# Great day on the flats



## Bruce J (Jun 27, 2004)

My buddy SquidMo and I played hooky on Wednesday and headed down to Aransas Pass for some redfish sight casting on a perfect day. We got on the flat at about 9:15 and left at 3:30 and the bite just got better all day. We just poled all over and didn't start the motor again till we were ready to leave at the end of the day.

Here's Squid with his first ever redfish on fly. He made a great 60 foot cast and the red just attacked the Horbey spoon fly:









We switch spots on the bow and I hook up with another using a sweet little Sage 6wt RPLXi:




























Squid locks up on another:



























...and he shows off the prize!









It was a great day to spend on the water with a good buddy who's now fully hooked on sight casting with a fly rod!

Bruce


----------



## d-donaghue (Oct 30, 2007)

how well does that line tamer work? been thinking about getting one . the laundry basket dosnt seem to work as well as id like. nice pics


----------



## Backcast (Jul 22, 2005)

Did you drive down from Houston and drive back on same day? I have done that but is alot of driving. 

East Flats?

Joe 
Mitzi 15


----------



## Bruce J (Jun 27, 2004)

The stripping basket works beautifully. Not only does it corral the line without any conscious effort from the caster, but it provides a great brace for thighs so you can lean against it. That rests the back a bit but also provides great stability if you're in any wave action. It also is a great place to put a drink while standing up there.

The disadvantages are cost ($300 something) and it is a bit annoying to look through or under while running. I can see well enough and I stand up frequently anyway, but it's just not a "clean" deck for running.

The basket is made by New Water Boatworks in San Antonio, which also makes the Curlew and Ibis boats. They do very nice work.

We did drive there and back for the day. I do this about half the time I fish down there and it's never been too bad. I woke up at 5, had the boat already hooked up and loaded, so I was on the road at 5:30. Picked up Squid in Richmond at 6 and we had the boat splashed by 9. Was back home at 8pm.
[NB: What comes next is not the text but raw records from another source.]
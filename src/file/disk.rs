//! Disk-backed block file.
//!
//! One preallocated file, written block by block at fixed offsets
//! (pwrite-style, safe for concurrent writers through a shared handle)
//! with a bitmap recording which blocks have landed.

use std::fs::File;
use std::path::Path;
use std::sync::Mutex;

#[cfg(unix)]
use std::os::unix::fs::FileExt;

use super::{block_count, BlockBitmap, BlockFile, BlockId, FileError};

/// `BlockFile` over a local file.
pub struct DiskBlockFile {
    file: File,
    size: u64,
    block_size: u64,
    blocks: usize,
    have: Mutex<BlockBitmap>,
}

impl DiskBlockFile {
    /// Create (or truncate) the file at `path`, preallocated to `size`.
    pub fn create(path: &Path, size: u64, block_size: u64) -> Result<Self, FileError> {
        let blocks = block_count(size, block_size).ok_or(FileError::ZeroBlockSize)?;
        let file = File::options()
            .read(true)
            .write(true)
            .create(true)
            .truncate(true)
            .open(path)?;
        file.set_len(size)?;
        Ok(Self {
            file,
            size,
            block_size,
            blocks,
            have: Mutex::new(BlockBitmap::new(blocks)),
        })
    }

    /// Open an existing partial file for resume, restoring completion
    /// state from persisted bitmap bytes.
    pub fn open_existing(
        path: &Path,
        size: u64,
        block_size: u64,
        bitmap: &[u8],
    ) -> Result<Self, FileError> {
        let blocks = block_count(size, block_size).ok_or(FileError::ZeroBlockSize)?;
        let file = File::options().read(true).write(true).open(path)?;
        Ok(Self {
            file,
            size,
            block_size,
            blocks,
            have: Mutex::new(BlockBitmap::from_bytes(bitmap, blocks)),
        })
    }

    /// Snapshot of the completion bitmap for persistence.
    pub fn bitmap_bytes(&self) -> Vec<u8> {
        self.have.lock().unwrap().to_bytes()
    }

    /// Byte offset and exact length of `block`, or `OutOfRange`.
    fn span(&self, block: BlockId) -> Result<(u64, u64), FileError> {
        if block >= self.blocks {
            return Err(FileError::OutOfRange(block));
        }
        let offset = block as u64 * self.block_size;
        let len = self.block_size.min(self.size - offset);
        Ok((offset, len))
    }

    #[cfg(unix)]
    fn read_at(&self, offset: u64, buf: &mut [u8]) -> std::io::Result<()> {
        self.file.read_exact_at(buf, offset)
    }

    #[cfg(unix)]
    fn write_at(&self, offset: u64, data: &[u8]) -> std::io::Result<()> {
        self.file.write_all_at(data, offset)
    }

    /// Non-Unix fallback: seek + read/write on a cloned handle.
    #[cfg(not(unix))]
    fn read_at(&self, offset: u64, buf: &mut [u8]) -> std::io::Result<()> {
        use std::io::{Read, Seek, SeekFrom};
        let mut f = self.file.try_clone()?;
        f.seek(SeekFrom::Start(offset))?;
        f.read_exact(buf)
    }

    #[cfg(not(unix))]
    fn write_at(&self, offset: u64, data: &[u8]) -> std::io::Result<()> {
        use std::io::{Seek, SeekFrom, Write};
        let mut f = self.file.try_clone()?;
        f.seek(SeekFrom::Start(offset))?;
        f.write_all(data)
    }
}

impl BlockFile for DiskBlockFile {
    fn file_size(&self) -> u64 {
        self.size
    }

    fn block_size(&self) -> u64 {
        self.block_size
    }

    fn has_block(&self, block: BlockId) -> bool {
        self.have.lock().unwrap().is_complete(block)
    }

    fn read_block(&self, block: BlockId) -> Result<Vec<u8>, FileError> {
        let (offset, len) = self.span(block)?;
        if !self.has_block(block) {
            return Err(FileError::MissingBlock(block));
        }
        let mut buf = vec![0u8; len as usize];
        self.read_at(offset, &mut buf)?;
        Ok(buf)
    }

    fn write_block(&self, block: BlockId, content: &[u8]) -> Result<(), FileError> {
        let (offset, len) = self.span(block)?;
        if content.len() as u64 != len {
            return Err(FileError::WrongLength {
                block,
                expected: len,
                got: content.len() as u64,
            });
        }
        self.write_at(offset, content)?;
        self.have.lock().unwrap().set_complete(block);
        Ok(())
    }

    fn close(self: Box<Self>) -> Result<(), FileError> {
        self.file.sync_all()?;
        Ok(())
    }
}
A little tired, but very happy!


----------



## squidmotion (Apr 5, 2007)

man, what a fun day... i guess you can tell by the smiles!... thanks again bruce, your boat is great, unreal shallow!... if you plan to fly fish all day, as we did, the strip stand basket thing is great! gives you something to lean against for leverage... 


i can't get over how these fish were just hovering in spots... but one missed cast, and blam, they were outta there! 


my first red on fly..... HOOOORAAAAAYYYY!



thanks again, bruce!


----------



## d-donaghue (Oct 30, 2007)

thanks for the info & good report..


----------



## Gottagofishin (Dec 17, 2005)

I'm gonna get me one of those baskets. That looks perfect. BTW. Great report and nice pics
.


----------



## Bruce J (Jun 27, 2004)

Here's a shot of just the basket to give you a better look at it:


----------



## Flyfisher87 (Aug 27, 2006)

Those are some really good pictures, It makes me sad its been a while Since i have been able to wet a line. Goodjob.


----------



## Capt. Lowtide (Jun 30, 2004)

Good report and pics, I think I've fished the same area before.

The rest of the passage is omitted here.